**TASK ITEM:** Below are the records; count how many of their lines hold the string "removed" and give the number alone.

───── DATA SHOWN ─────

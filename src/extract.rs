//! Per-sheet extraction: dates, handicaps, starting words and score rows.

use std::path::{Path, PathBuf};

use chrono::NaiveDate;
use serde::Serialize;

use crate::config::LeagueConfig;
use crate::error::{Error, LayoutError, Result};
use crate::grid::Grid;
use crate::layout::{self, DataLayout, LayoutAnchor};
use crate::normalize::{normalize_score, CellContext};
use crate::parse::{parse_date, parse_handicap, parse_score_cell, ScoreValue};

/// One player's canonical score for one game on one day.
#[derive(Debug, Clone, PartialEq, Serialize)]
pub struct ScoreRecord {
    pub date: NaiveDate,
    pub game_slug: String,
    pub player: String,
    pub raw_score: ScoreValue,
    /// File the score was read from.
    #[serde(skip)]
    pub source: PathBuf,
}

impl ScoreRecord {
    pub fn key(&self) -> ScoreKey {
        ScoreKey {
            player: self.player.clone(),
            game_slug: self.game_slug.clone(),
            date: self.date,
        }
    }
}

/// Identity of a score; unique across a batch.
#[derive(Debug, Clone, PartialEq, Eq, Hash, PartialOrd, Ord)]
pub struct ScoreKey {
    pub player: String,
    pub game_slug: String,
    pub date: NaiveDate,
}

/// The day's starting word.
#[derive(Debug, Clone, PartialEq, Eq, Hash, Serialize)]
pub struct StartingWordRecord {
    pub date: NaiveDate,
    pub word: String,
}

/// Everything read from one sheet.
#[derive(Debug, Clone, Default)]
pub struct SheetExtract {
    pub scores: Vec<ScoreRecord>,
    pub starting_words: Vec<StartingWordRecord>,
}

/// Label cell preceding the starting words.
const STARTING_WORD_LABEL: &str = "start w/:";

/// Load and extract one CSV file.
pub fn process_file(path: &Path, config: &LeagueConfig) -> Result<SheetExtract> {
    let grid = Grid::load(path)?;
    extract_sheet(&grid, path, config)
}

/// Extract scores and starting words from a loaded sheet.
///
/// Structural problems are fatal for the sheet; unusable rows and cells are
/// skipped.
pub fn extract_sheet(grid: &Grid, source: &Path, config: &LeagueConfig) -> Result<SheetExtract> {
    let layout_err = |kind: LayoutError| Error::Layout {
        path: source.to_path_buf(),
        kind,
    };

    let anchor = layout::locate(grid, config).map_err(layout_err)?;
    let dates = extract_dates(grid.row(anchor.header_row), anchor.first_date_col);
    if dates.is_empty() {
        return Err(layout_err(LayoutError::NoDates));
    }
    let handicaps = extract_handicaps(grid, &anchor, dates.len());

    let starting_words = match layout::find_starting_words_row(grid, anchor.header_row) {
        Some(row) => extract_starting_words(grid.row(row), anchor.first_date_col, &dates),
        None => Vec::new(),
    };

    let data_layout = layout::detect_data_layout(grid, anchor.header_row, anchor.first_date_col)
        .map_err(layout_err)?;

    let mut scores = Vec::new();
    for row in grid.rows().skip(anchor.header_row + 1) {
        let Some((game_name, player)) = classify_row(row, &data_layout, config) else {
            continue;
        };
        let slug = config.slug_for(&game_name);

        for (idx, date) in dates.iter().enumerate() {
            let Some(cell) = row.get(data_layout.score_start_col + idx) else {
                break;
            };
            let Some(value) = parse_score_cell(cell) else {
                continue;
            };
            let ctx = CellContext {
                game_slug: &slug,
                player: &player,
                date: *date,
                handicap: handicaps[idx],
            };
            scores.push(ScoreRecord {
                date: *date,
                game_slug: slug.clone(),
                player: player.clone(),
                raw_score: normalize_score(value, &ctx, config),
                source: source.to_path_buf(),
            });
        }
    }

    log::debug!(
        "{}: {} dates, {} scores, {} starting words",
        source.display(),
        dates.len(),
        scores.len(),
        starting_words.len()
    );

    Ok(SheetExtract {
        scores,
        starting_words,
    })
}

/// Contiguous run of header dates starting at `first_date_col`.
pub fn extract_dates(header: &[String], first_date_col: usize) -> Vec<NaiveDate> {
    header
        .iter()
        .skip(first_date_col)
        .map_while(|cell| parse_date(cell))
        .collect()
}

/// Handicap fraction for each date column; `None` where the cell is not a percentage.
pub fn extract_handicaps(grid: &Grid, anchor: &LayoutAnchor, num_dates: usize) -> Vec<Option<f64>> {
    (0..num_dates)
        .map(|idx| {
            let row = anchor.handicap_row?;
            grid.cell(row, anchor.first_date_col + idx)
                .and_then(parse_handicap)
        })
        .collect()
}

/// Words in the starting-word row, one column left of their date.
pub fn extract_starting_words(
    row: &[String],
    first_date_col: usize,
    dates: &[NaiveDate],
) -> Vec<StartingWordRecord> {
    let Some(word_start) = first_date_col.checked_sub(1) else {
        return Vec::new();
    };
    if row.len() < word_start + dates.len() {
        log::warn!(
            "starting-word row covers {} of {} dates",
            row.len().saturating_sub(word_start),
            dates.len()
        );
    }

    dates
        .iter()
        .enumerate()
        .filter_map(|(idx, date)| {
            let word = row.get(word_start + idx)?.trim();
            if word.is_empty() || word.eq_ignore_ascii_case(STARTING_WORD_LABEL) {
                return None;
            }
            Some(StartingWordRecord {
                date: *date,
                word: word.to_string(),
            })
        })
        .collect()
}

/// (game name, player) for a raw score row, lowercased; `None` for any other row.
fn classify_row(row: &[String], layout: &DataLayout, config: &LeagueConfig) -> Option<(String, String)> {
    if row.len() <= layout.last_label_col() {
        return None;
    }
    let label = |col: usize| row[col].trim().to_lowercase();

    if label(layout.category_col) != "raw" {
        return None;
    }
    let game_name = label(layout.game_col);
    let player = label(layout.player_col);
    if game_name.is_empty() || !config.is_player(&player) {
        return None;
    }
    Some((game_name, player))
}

─────
───── DATA SHOWN ─────

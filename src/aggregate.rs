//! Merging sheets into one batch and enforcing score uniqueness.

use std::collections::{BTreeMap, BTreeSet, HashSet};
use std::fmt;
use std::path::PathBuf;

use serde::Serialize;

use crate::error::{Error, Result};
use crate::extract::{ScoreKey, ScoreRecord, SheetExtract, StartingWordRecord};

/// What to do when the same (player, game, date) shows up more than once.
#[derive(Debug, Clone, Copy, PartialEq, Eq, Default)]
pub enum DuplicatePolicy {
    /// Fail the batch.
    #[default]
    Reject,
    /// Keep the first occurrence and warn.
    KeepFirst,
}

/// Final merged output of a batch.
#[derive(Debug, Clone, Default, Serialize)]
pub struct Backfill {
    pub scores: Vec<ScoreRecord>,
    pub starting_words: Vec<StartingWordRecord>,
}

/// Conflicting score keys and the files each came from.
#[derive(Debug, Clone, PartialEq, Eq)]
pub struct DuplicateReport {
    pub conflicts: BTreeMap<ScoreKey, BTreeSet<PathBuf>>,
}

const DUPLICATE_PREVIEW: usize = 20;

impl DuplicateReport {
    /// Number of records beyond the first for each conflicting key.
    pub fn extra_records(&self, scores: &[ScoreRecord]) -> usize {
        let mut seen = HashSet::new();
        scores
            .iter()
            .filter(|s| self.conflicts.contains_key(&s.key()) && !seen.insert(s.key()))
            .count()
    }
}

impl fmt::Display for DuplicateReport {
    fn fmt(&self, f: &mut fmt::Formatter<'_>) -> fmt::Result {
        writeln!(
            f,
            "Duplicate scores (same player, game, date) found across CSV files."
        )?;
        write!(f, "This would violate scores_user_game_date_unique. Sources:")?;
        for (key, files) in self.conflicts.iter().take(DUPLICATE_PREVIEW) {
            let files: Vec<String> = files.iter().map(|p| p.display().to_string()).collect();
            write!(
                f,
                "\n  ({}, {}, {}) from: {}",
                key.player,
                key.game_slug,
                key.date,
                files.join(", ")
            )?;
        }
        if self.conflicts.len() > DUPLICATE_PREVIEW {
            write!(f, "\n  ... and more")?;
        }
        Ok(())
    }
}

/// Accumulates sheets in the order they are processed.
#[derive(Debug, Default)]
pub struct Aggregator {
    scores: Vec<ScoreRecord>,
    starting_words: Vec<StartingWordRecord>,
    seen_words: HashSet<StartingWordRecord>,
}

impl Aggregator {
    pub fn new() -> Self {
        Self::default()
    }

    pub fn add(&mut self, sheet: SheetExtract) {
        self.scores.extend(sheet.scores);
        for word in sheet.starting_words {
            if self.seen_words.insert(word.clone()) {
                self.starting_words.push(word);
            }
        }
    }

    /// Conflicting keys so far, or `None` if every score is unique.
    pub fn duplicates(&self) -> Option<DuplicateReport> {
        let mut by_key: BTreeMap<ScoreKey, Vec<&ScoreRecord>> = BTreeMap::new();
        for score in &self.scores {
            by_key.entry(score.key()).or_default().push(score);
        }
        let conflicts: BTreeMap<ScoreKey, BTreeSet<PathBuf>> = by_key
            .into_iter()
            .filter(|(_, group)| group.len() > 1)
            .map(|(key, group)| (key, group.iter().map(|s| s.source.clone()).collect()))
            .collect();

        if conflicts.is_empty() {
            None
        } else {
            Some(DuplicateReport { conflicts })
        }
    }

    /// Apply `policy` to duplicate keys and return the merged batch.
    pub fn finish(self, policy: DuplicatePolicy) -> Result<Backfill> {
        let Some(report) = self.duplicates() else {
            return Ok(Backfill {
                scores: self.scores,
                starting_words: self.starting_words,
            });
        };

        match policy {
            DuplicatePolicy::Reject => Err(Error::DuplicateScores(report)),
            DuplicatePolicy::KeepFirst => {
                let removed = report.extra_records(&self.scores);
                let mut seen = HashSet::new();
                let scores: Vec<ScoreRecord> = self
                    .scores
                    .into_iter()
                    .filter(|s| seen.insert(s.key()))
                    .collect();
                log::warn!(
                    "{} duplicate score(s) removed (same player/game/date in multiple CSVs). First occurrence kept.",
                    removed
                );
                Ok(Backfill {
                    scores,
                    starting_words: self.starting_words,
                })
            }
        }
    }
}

─────

**ANSWER BOX:** 3